Gregor’s Obsession with Money Exposed in Franz Kafka’s Metamorphosis

In his story The Metamorphosis, Franz Kafka gives us the story of Gregor Samsa, a young man who wakes up one morning to find himself transformed into an insect-like creature. Gregor, however, remains strangely indifferent to his plight, in a manner that seems inhuman to most readers. This is not due to a lack of omniscience on the narrator’s part that causes the indifference to go unmentioned, and neither is it due to inobservance on the part of Gregor to the point of not noticing that he has been changed into an insect. Rather, Gregor does not pay much attention to his new form as an insect because his life as a human lacked many ordinary human characteristics. In other words, Gregor was mentally not human even before his change in physical form.
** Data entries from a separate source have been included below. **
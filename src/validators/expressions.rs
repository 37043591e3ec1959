//! Content expressions
//!
//! An [`Expression`] wraps compiled automata behind one
//! validation-state-machine interface:
//! - [`DfaExpr`]: a single automaton
//! - [`InterleaveExpr`]: one automaton per interleave block, advanced in
//!   parallel
//!
//! Expressions are immutable and shareable. All progress lives in an
//! [`ExprState`] value owned by the caller; [`Expression::consume`] takes a
//! state by reference and returns the next one, so snapshots are plain
//! clones.

use std::collections::VecDeque;
use std::fmt;
use std::sync::Arc;

use indexmap::IndexSet;

use super::ast::Token;
use super::automaton::{Automaton, State};
use super::compiler::CompiledModel;
use super::exceptions::{ValidationError, ViolationKind};

/// Where an insertion-position search starts from
#[derive(Debug, Clone, Copy, PartialEq, Eq, Default)]
pub enum InsertSide {
    /// Lowest valid index
    #[default]
    First,
    /// Highest valid index
    Last,
}

/// Interleave component able to accept a token
#[derive(Debug, Clone, Copy, PartialEq, Eq)]
pub struct Candidate {
    /// Component index
    pub index: usize,
    /// Whether the component was already finished before the token
    pub finished: bool,
}

/// Strategy picking the interleave component that consumes a token
///
/// When a token is legal in more than one block the grammar does not say
/// which block owns it. Strategies are heuristics; none is guaranteed to
/// find an accepting assignment when one exists.
pub trait TieBreak: fmt::Debug + Send + Sync {
    /// Pick one of the candidates (never empty), by component index
    fn choose(&self, token: &Token, candidates: &[Candidate]) -> Option<usize>;
}

/// Commit to the leftmost component able to accept the token
#[derive(Debug, Clone, Copy, Default)]
pub struct FirstMatch;

impl TieBreak for FirstMatch {
    fn choose(&self, _token: &Token, candidates: &[Candidate]) -> Option<usize> {
        candidates.first().map(|c| c.index)
    }
}

/// Prefer the leftmost component that is not finished yet
#[derive(Debug, Clone, Copy, Default)]
pub struct PreferUnfinished;

impl TieBreak for PreferUnfinished {
    fn choose(&self, _token: &Token, candidates: &[Candidate]) -> Option<usize> {
        candidates
            .iter()
            .find(|c| !c.finished)
            .or_else(|| candidates.first())
            .map(|c| c.index)
    }
}

/// Position inside an expression
#[derive(Debug, Clone, PartialEq, Eq, Hash)]
pub enum Cursor {
    /// Position of a single automaton
    Single(State),
    /// One position per interleave component
    Interleaved(Vec<State>),
}

/// Caller-owned validation progress
#[derive(Debug, Clone, PartialEq, Eq)]
pub struct ExprState {
    cursor: Cursor,
    trace: Vec<Token>,
    offered: usize,
    errors: Vec<ValidationError>,
}

impl ExprState {
    fn new(cursor: Cursor) -> Self {
        Self {
            cursor,
            trace: Vec::new(),
            offered: 0,
            errors: Vec::new(),
        }
    }

    /// Current position
    pub fn cursor(&self) -> &Cursor {
        &self.cursor
    }

    /// Tokens accepted so far
    pub fn trace(&self) -> &[Token] {
        &self.trace
    }

    /// Number of tokens offered so far, accepted or not
    pub fn offered(&self) -> usize {
        self.offered
    }

    /// Violations recorded so far
    pub fn errors(&self) -> &[ValidationError] {
        &self.errors
    }

    /// Check if any violation was recorded
    pub fn has_errors(&self) -> bool {
        !self.errors.is_empty()
    }

    /// Take the recorded violations, keeping the position
    pub fn into_errors(self) -> Vec<ValidationError> {
        self.errors
    }
}

/// Outcome of offering one token
#[derive(Debug, Clone, PartialEq, Eq)]
pub enum Consumed {
    /// The token was accepted; the state has advanced
    Accepted(ExprState),
    /// The token was rejected; the position is unchanged and a violation
    /// has been recorded
    Rejected(ExprState),
}

impl Consumed {
    /// Check if the token was accepted
    pub fn is_accepted(&self) -> bool {
        matches!(self, Consumed::Accepted(_))
    }

    /// Resulting state
    pub fn state(&self) -> &ExprState {
        match self {
            Consumed::Accepted(state) | Consumed::Rejected(state) => state,
        }
    }

    /// Take the resulting state
    pub fn into_state(self) -> ExprState {
        match self {
            Consumed::Accepted(state) | Consumed::Rejected(state) => state,
        }
    }
}

/// Expression over a single automaton
#[derive(Debug, Clone)]
pub struct DfaExpr {
    automaton: Automaton,
    allowed: IndexSet<Token>,
    unconstrained: bool,
}

impl DfaExpr {
    /// Wrap an automaton
    pub fn new(automaton: Automaton) -> Self {
        let allowed = automaton.reachable_tokens();
        let unconstrained = is_unconstrained(&automaton, &allowed);
        Self {
            automaton,
            allowed,
            unconstrained,
        }
    }

    /// Underlying automaton
    pub fn automaton(&self) -> &Automaton {
        &self.automaton
    }
}

/// Expression over parallel interleave components
#[derive(Debug, Clone)]
pub struct InterleaveExpr {
    components: Vec<Automaton>,
    allowed: IndexSet<Token>,
    tie_break: Arc<dyn TieBreak>,
}

impl InterleaveExpr {
    /// Wrap interleave components with the default tie-break
    pub fn new(components: Vec<Automaton>) -> Self {
        let allowed = components
            .iter()
            .flat_map(|a| a.reachable_tokens())
            .collect();
        Self {
            components,
            allowed,
            tie_break: Arc::new(FirstMatch),
        }
    }

    /// Underlying automata, one per block
    pub fn components(&self) -> &[Automaton] {
        &self.components
    }

    /// Tie-break strategy in use
    pub fn tie_break(&self) -> &Arc<dyn TieBreak> {
        &self.tie_break
    }
}

/// Compiled content expression of one element
#[derive(Debug, Clone)]
pub enum Expression {
    /// Single automaton
    Dfa(DfaExpr),
    /// Parallel automata
    Interleave(InterleaveExpr),
}

impl From<CompiledModel> for Expression {
    fn from(model: CompiledModel) -> Self {
        match model {
            CompiledModel::Single(automaton) => Expression::Dfa(DfaExpr::new(automaton)),
            CompiledModel::Interleave(components) => {
                Expression::Interleave(InterleaveExpr::new(components))
            }
        }
    }
}

impl Expression {
    /// Expression over a single automaton
    pub fn dfa(automaton: Automaton) -> Self {
        Expression::Dfa(DfaExpr::new(automaton))
    }

    /// Expression over interleave components
    pub fn interleave(components: Vec<Automaton>) -> Self {
        Expression::Interleave(InterleaveExpr::new(components))
    }

    /// Replace the interleave tie-break strategy (no effect on DFA expressions)
    pub fn with_tie_break(mut self, strategy: Arc<dyn TieBreak>) -> Self {
        if let Expression::Interleave(ref mut expr) = self {
            expr.tie_break = strategy;
        }
        self
    }

    /// Check if this is an interleave expression
    pub fn is_interleave(&self) -> bool {
        matches!(self, Expression::Interleave(_))
    }

    /// Compiled automata (one for DFA expressions)
    pub fn automata(&self) -> &[Automaton] {
        match self {
            Expression::Dfa(expr) => std::slice::from_ref(&expr.automaton),
            Expression::Interleave(expr) => &expr.components,
        }
    }

    /// State before any token
    pub fn initial_state(&self) -> ExprState {
        match self {
            Expression::Dfa(_) => ExprState::new(Cursor::Single(State::Start)),
            Expression::Interleave(expr) => {
                ExprState::new(Cursor::Interleaved(vec![State::Start; expr.components.len()]))
            }
        }
    }

    /// Tokens reachable anywhere in the content model
    pub fn allowed_tokens(&self) -> &IndexSet<Token> {
        match self {
            Expression::Dfa(expr) => &expr.allowed,
            Expression::Interleave(expr) => &expr.allowed,
        }
    }

    /// Check if a token may appear anywhere in the content model
    pub fn is_allowed(&self, token: &Token) -> bool {
        self.allowed_tokens().contains(token)
    }

    /// Check if character data may appear anywhere in the content model
    pub fn is_text_allowed(&self) -> bool {
        self.is_allowed(&Token::Text)
    }

    /// Check if the expression accepts any sequence of allowed tokens
    ///
    /// True for repetitions of single-token alternatives, like
    /// `(a | b | #text)*`. Insertion searches short-circuit on such
    /// expressions since every boundary is valid.
    pub fn is_unconstrained(&self) -> bool {
        match self {
            Expression::Dfa(expr) => expr.unconstrained,
            Expression::Interleave(_) => false,
        }
    }

    /// Offer one token
    pub fn consume(&self, state: &ExprState, token: &Token) -> Consumed {
        let mut next = state.clone();
        let index = next.offered;
        next.offered += 1;

        match self.advance(&state.cursor, token) {
            Some(cursor) => {
                next.cursor = cursor;
                next.trace.push(token.clone());
                Consumed::Accepted(next)
            }
            None => {
                let kind = if self.is_allowed(token) {
                    ViolationKind::Misplaced
                } else {
                    ViolationKind::NotAllowed
                };
                next.errors.push(
                    ValidationError::unexpected_child(kind, token, index)
                        .with_expected(self.expected(state)),
                );
                Consumed::Rejected(next)
            }
        }
    }

    /// Check if the content seen so far is complete
    pub fn is_finished(&self, state: &ExprState) -> bool {
        self.cursor_finished(&state.cursor)
    }

    /// Violation for unfinished content, if any
    pub fn finish(&self, state: &ExprState) -> Option<ValidationError> {
        if self.is_finished(state) {
            None
        } else {
            Some(
                ValidationError::incomplete_content(state.offered)
                    .with_expected(self.expected(state)),
            )
        }
    }

    /// Tokens acceptable at the current position
    pub fn expected(&self, state: &ExprState) -> Vec<Token> {
        match (self, &state.cursor) {
            (Expression::Dfa(expr), Cursor::Single(s)) => expr.automaton.expected(*s),
            (Expression::Interleave(expr), Cursor::Interleaved(states)) => {
                let mut expected = IndexSet::new();
                for (automaton, s) in expr.components.iter().zip(states) {
                    expected.extend(automaton.expected(*s));
                }
                expected.into_iter().collect()
            }
            _ => Vec::new(),
        }
    }

    /// Check if a whole token sequence is accepted
    pub fn accepts<'a, I>(&self, tokens: I) -> bool
    where
        I: IntoIterator<Item = &'a Token>,
    {
        let mut cursor = self.initial_state().cursor;
        for token in tokens {
            match self.advance(&cursor, token) {
                Some(next) => cursor = next,
                None => return false,
            }
        }
        self.cursor_finished(&cursor)
    }

    /// Replay a token sequence, collecting every violation
    ///
    /// Rejected tokens are skipped and validation continues with the next
    /// one; an unfinished model adds a final `Incomplete` violation.
    pub fn validate<'a, I>(&self, tokens: I) -> Vec<ValidationError>
    where
        I: IntoIterator<Item = &'a Token>,
    {
        let mut state = self.initial_state();
        for token in tokens {
            state = self.consume(&state, token).into_state();
        }
        let incomplete = self.finish(&state);
        let mut errors = state.into_errors();
        errors.extend(incomplete);
        errors
    }

    /// Find where `token` may be inserted among `children`
    ///
    /// Tries every boundary, starting from the requested side, and returns
    /// the first index whose hypothetical child list validates in full.
    /// Worst case is quadratic in the number of children.
    pub fn find_insert_pos(&self, children: &[Token], token: &Token, side: InsertSide) -> Option<usize> {
        if !self.is_allowed(token) {
            return None;
        }
        if self.is_unconstrained() {
            return Some(match side {
                InsertSide::First => 0,
                InsertSide::Last => children.len(),
            });
        }

        let order: Vec<usize> = match side {
            InsertSide::First => (0..=children.len()).collect(),
            InsertSide::Last => (0..=children.len()).rev().collect(),
        };
        order.into_iter().find(|&i| {
            let hypothetical = children[..i]
                .iter()
                .chain(std::iter::once(token))
                .chain(children[i..].iter());
            self.accepts(hypothetical)
        })
    }

    fn advance(&self, cursor: &Cursor, token: &Token) -> Option<Cursor> {
        match (self, cursor) {
            (Expression::Dfa(expr), Cursor::Single(s)) => {
                expr.automaton.consume(*s, token).map(Cursor::Single)
            }
            (Expression::Interleave(expr), Cursor::Interleaved(states)) => {
                let mut targets = Vec::new();
                let mut candidates = Vec::new();
                for (index, (automaton, s)) in expr.components.iter().zip(states).enumerate() {
                    if let Some(target) = automaton.consume(*s, token) {
                        candidates.push(Candidate {
                            index,
                            finished: automaton.is_finished(*s),
                        });
                        targets.push(target);
                    }
                }
                if candidates.is_empty() {
                    return None;
                }
                let chosen = expr.tie_break.choose(token, &candidates)?;
                let slot = candidates.iter().position(|c| c.index == chosen)?;
                let mut next = states.clone();
                next[chosen] = targets[slot];
                Some(Cursor::Interleaved(next))
            }
            // a state from another expression; nothing can be consumed
            _ => None,
        }
    }

    fn cursor_finished(&self, cursor: &Cursor) -> bool {
        match (self, cursor) {
            (Expression::Dfa(expr), Cursor::Single(s)) => expr.automaton.is_finished(*s),
            (Expression::Interleave(expr), Cursor::Interleaved(states)) => expr
                .components
                .iter()
                .zip(states)
                .all(|(automaton, s)| automaton.is_finished(*s)),
            _ => false,
        }
    }
}

/// Check that every state reached after a token is accepting and that
/// every reachable state accepts every allowed token
fn is_unconstrained(automaton: &Automaton, allowed: &IndexSet<Token>) -> bool {
    if allowed.is_empty() {
        return false;
    }
    let mut seen = IndexSet::new();
    let mut queue = VecDeque::from([State::Start]);
    seen.insert(State::Start);
    while let Some(state) = queue.pop_front() {
        if state != State::Start && !automaton.is_finished(state) {
            return false;
        }
        for token in allowed {
            match automaton.consume(state, token) {
                Some(next) => {
                    if seen.insert(next) {
                        queue.push_back(next);
                    }
                }
                None => return false,
            }
        }
    }
    true
}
Just after his metamorphosis, Gregor makes an important observation on his job as a traveling salesman:

“Oh God,” he thought, “what a grueling job I’ve picked! Day in, day out – on the road. The upset of doing business is much worse than the actual business in the home office, and, besides, I’ve got the torture of traveling, worrying about changing trains, eating miserable food at all hours, constantly seeing new faces, no relationships that last or get more intimate. To the devil with it all!” (4)

Most “normal” people would claim that meaningful relationships constitute the core of the human experience. But Gregor’s concerns seem much more mundane. He begins with complaining about the quotidian problems of his job and only in the end reaches that which is really important – and then he immediately goes on to continue thinking about his job. He is obsessed with work, “a tool of the boss, without brains…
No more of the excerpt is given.